- ICD-9-CM: 94.02

= Wechsler Memory Scale =

The Wechsler Memory Scale (WMS) is a neuropsychological test designed to measure different memory functions in a person. Anyone ages 16 to 90 is eligible to take this test. The current version is the fourth edition (WMS-IV) which was published in 2009 and which was designed to be used with the WAIS-IV. A person's performance is reported as five Index Scores: Auditory Memory, Visual Memory, Visual Working Memory, Immediate Memory, and Delayed Memory. The WMS-IV also incorporates an optional cognitive exam (Brief Cognitive Status Exam) that helps to assess global cognitive functioning in people with suspected memory deficits or those who have been diagnosed with a various neural, psychiatric and/or developmental disorders. This may include conditions such as dementias or mild learning difficulties.

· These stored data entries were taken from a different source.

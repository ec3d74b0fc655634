//!
//! src/view/mod.rs
//! View 层：UI 渲染
//!
//! 只读取 Model，不修改任何状态。
//!
//!     ┌──────────────────────── 标题栏 ─────────────────────────┐
//!     ├───────── MX ──────┬──────── SPF ──────┬─────── DKIM ──────┤
//!     │  下钻列表         │  下钻列表         │  下钻列表         │
//!     ├───────────────────┼───────────────────┼───────────────────┤
//!     │  详情表           │  详情表           │  详情表           │
//!     │  Zone Domain Value│                   │                   │
//!     ├──────────────────────── 状态栏 ─────────────────────────┤
//!
//! 有模块结构：
//!     src/view/mod.rs
//!         mod layout;         // 主布局
//!         mod components;     // 分类列、状态栏
//!         mod theme;          // 颜色和样式
//!

mod components;
mod layout;
mod theme;

pub use layout::render;
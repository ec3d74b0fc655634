//! Rendering targets
//!
//! Each category owns exactly one list target and one detail target. They are
//! injected into the pipeline at construction and written only by that
//! pipeline, so no two sources ever draw into the same target.
//!
//! Every call replaces the target's previous contents entirely.

pub mod html;
mod table;
mod widget;

pub use table::{DetailRow, DetailTable, Link, DETAIL_HEADER};
pub use widget::{DrillDownItem, DrillDownList};

use crate::error::PanelError;
use crate::types::Category;

/// Target for the drill-down list of a category
pub trait ListTarget {
    /// A list request is in flight
    fn show_loading(&mut self, category: Category);

    /// Replace contents with the drill-down widget
    fn render_list(&mut self, list: DrillDownList);

    /// Replace contents with a visible error state
    fn show_error(&mut self, category: Category, error: &PanelError);
}

/// Target for the detail table of a category
pub trait DetailTarget {
    /// A detail request for `group_id` is in flight
    fn show_loading(&mut self, category: Category, group_id: &str);

    /// Replace contents with the detail table
    fn render_detail(&mut self, table: DetailTable);

    /// Replace contents with a visible error state
    fn show_error(&mut self, category: Category, error: &PanelError);
}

There is clear evidence that the WMS differentiates clinical groups (such as those with dementias or neurological disorders) from those with normal memory functioning and that the primary index scores can distinguish among the memory-impaired clinical groups.

==History==
The original WMS was published by The Psychological Corporation (later acquired by Pearson), first in 1945, with revisions in 1987, 1997, and 2009. In late 2024, Pearson announced that it would be releasing a fifth revision of the scale in 2025.

The WMS-IV was normed with the WAIS-IV in the United States. This resulted in a representative normative sample of 1,400 adults (between the ages of 16 and 90) who completed both scales.